Activity: Please return the lines of the data that contain "PartialEq".

══ Data provided

//! Booking record model and related types.
//!
//! This module defines the Booking struct plus the PackageType and
//! BookingStatus enums for representing show bookings in the portal.

use chrono::NaiveDate;
use rust_decimal::Decimal;
use serde::{Deserialize, Serialize};
use std::str::FromStr;

/// The show package requested for a booking.
///
/// A closed enumeration: invalid package strings are rejected at the
/// deserialization boundary rather than silently mismatching in string
/// comparisons downstream.
///
/// [`PackageType::HalfDay`] has materially different occupancy semantics
/// from the other two variants: it monopolizes the entire day rather than
/// occupying a fixed number of hours, which is why it is a distinct case
/// and not a numeric duration field.
#[derive(Debug, Clone, Copy, PartialEq, Eq, Hash, Serialize, Deserialize)]
#[serde(rename_all = "snake_case")]
pub enum PackageType {
    /// A shorter show tailored to preschool audiences.
    Preschool,
    /// The standard classroom science show.
    Classic,
    /// A full-day engagement; monopolizes the whole day.
    #[serde(rename = "halfday")]
    HalfDay,
}

impl PackageType {
    /// Returns the fixed price for this package.
    ///
    /// # Example
    ///
    /// ```
    /// use booking_engine::models::PackageType;
    /// use rust_decimal::Decimal;
    ///
    /// assert_eq!(PackageType::Classic.price(), Decimal::new(900, 0));
    /// ```
    pub fn price(&self) -> Decimal {
        match self {
            PackageType::Preschool => Decimal::new(750, 0),
            PackageType::Classic => Decimal::new(900, 0),
            PackageType::HalfDay => Decimal::new(2500, 0),
        }
    }

    /// Returns the nominal show duration in hours.
    ///
    /// For [`PackageType::HalfDay`] this is the engagement length only;
    /// its occupancy rule is "the whole day", never this number.
    pub fn duration_hours(&self) -> u32 {
        match self {
            PackageType::Preschool => 1,
            PackageType::Classic => 1,
            PackageType::HalfDay => 4,
        }
    }

    /// Returns true for the full-day engagement package.
    pub fn is_half_day(&self) -> bool {
        matches!(self, PackageType::HalfDay)
    }
}

impl FromStr for PackageType {
    type Err = String;

    fn from_str(s: &str) -> Result<Self, Self::Err> {
        match s {
            "preschool" => Ok(PackageType::Preschool),
            "classic" => Ok(PackageType::Classic),
            "halfday" => Ok(PackageType::HalfDay),
            other => Err(format!("unknown package type: {other}")),
        }
    }
}

impl std::fmt::Display for PackageType {
    fn fmt(&self, f: &mut std::fmt::Formatter<'_>) -> std::fmt::Result {
        match self {
            PackageType::Preschool => write!(f, "preschool"),
            PackageType::Classic => write!(f, "classic"),
            PackageType::HalfDay => write!(f, "halfday"),
        }
    }
}

/// Lifecycle status of a booking record.
#[derive(Debug, Clone, Copy, PartialEq, Eq, Hash, Serialize, Deserialize)]
#[serde(rename_all = "snake_case")]
pub enum BookingStatus {
    /// Submitted, awaiting admin review.
    Pending,
    /// Accepted by the admin.
    Confirmed,
    /// Cancelled; releases the slot.
    Cancelled,
    /// Declined by the admin; the slot stays held until cancelled.
    Rejected,
}

impl BookingStatus {
    /// Returns true if a booking with this status occupies its slot.
    ///
    /// Only [`BookingStatus::Cancelled`] releases a slot; pending,
    /// confirmed, and rejected bookings all keep it held.
    ///
    /// # Example
    ///
    /// ```
    /// use booking_engine::models::BookingStatus;
    ///
    /// assert!(BookingStatus::Pending.occupies_slot());
    /// assert!(!BookingStatus::Cancelled.occupies_slot());
    /// ```
    pub fn occupies_slot(&self) -> bool {
        !matches!(self, BookingStatus::Cancelled)
    }
}

/// A booking record as stored by the portal.
///
/// Read-only input to the availability engine: the engine only ever reads
/// these fields and never mutates a record. `email` and `address` exist
/// solely for the same-customer/same-venue buffer exemption.
#[derive(Debug, Clone, PartialEq, Serialize, Deserialize)]
pub struct Booking {
    /// The calendar day the show occurs.
    pub date: NaiveDate,
    /// The start time of the show as a label such as `"09:00 AM"`.
    pub time_slot: String,
    /// The show package booked.
    pub package_type: PackageType,
    /// Lifecycle status of the record.
    pub status: BookingStatus,
    /// The booking customer's email address.
    pub email: String,
    /// The venue address of the show.
    pub address: String,
}
//! Calendar day descriptor for the booking calendar grid.

use chrono::NaiveDate;
use serde::{Deserialize, Serialize};

/// One cell of the 6-row by 7-column booking calendar grid.
///
/// Descriptors have no independent lifecycle: the grid is recomputed from
/// the current booking list and selection state on every render, including
/// month navigation. See [`crate::availability::build_calendar_days`].
#[derive(Debug, Clone, PartialEq, Eq, Serialize, Deserialize)]
pub struct CalendarDay {
    /// The cell's calendar date.
    pub date: NaiveDate,
    /// Whether the date belongs to the month being displayed, as opposed
    /// to a leading/trailing day borrowed from an adjacent month.
    pub in_month: bool,
    /// Whether the date is today.
    pub is_today: bool,
    /// Whether the date is the currently selected date.
    pub is_selected: bool,
    /// Whether new bookings may be placed on this date: not in the past
    /// and not locked by a half-day booking.
    pub is_available: bool,
    /// Number of occupying (non-cancelled) bookings on this date.
    pub booking_count: usize,
}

════

Solution to this problem:
#[derive(Debug, Clone, Copy, PartialEq, Eq, Hash, Serialize, Deserialize)]
#[derive(Debug, Clone, Copy, PartialEq, Eq, Hash, Serialize, Deserialize)]
#[derive(Debug, Clone, PartialEq, Serialize, Deserialize)]
#[derive(Debug, Clone, PartialEq, Eq, Serialize, Deserialize)]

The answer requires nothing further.